Collected data entries
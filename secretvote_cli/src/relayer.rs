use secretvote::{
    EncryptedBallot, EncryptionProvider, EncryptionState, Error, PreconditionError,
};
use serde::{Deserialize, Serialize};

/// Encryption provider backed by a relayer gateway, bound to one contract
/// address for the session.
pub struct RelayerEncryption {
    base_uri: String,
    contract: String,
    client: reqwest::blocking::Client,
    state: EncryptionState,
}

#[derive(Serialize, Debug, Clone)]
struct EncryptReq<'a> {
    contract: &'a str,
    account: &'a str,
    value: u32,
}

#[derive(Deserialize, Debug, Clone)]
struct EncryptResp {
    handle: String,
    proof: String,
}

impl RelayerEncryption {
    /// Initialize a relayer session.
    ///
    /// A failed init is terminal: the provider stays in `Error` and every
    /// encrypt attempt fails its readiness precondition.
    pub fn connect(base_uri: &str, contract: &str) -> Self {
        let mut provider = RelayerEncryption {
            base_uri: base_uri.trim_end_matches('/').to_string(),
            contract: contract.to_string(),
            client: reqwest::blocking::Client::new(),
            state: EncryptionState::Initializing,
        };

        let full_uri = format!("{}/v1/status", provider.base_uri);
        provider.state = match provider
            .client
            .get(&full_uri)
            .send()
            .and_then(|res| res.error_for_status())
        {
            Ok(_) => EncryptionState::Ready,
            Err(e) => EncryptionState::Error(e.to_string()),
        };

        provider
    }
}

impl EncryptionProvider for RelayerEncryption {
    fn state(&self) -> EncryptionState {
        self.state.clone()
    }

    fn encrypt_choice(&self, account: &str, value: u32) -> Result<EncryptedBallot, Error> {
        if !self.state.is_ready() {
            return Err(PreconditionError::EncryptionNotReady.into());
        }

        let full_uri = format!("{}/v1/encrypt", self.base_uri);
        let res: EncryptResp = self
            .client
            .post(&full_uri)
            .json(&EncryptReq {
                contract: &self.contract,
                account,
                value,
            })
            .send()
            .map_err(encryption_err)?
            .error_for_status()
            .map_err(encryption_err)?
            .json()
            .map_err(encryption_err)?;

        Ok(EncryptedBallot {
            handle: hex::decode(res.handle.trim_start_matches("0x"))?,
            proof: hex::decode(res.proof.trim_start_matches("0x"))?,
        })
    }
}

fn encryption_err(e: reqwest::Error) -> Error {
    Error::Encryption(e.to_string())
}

...

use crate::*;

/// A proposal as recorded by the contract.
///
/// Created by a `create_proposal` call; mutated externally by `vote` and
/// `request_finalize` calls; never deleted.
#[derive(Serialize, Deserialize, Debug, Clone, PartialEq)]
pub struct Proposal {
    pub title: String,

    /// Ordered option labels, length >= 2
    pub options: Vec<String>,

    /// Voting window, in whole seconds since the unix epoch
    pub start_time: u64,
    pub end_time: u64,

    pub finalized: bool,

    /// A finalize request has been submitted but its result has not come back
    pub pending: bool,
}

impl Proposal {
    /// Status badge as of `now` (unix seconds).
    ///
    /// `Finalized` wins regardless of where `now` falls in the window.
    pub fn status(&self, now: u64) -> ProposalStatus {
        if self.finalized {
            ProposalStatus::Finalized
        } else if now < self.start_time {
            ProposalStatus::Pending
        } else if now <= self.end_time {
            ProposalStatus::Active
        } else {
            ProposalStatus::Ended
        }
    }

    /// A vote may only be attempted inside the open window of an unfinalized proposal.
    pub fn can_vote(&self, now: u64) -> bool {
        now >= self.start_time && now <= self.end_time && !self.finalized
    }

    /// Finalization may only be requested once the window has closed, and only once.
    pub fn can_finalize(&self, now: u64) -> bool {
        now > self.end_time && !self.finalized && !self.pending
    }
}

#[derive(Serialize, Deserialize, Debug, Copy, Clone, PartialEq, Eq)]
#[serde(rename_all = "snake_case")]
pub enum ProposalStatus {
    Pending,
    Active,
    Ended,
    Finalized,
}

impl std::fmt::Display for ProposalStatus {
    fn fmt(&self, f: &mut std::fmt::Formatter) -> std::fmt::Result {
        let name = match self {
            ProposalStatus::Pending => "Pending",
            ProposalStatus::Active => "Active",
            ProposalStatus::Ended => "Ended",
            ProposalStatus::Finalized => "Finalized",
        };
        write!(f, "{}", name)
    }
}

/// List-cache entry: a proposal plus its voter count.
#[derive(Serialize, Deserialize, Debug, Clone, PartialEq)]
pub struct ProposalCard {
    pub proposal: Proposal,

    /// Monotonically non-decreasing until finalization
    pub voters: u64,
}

Problem to solve
Select and copy each line from the data that includes the word "bool".

Written response
    pub finalized: bool,
    pub pending: bool,
    pub fn can_vote(&self, now: u64) -> bool {
    pub fn can_finalize(&self, now: u64) -> bool {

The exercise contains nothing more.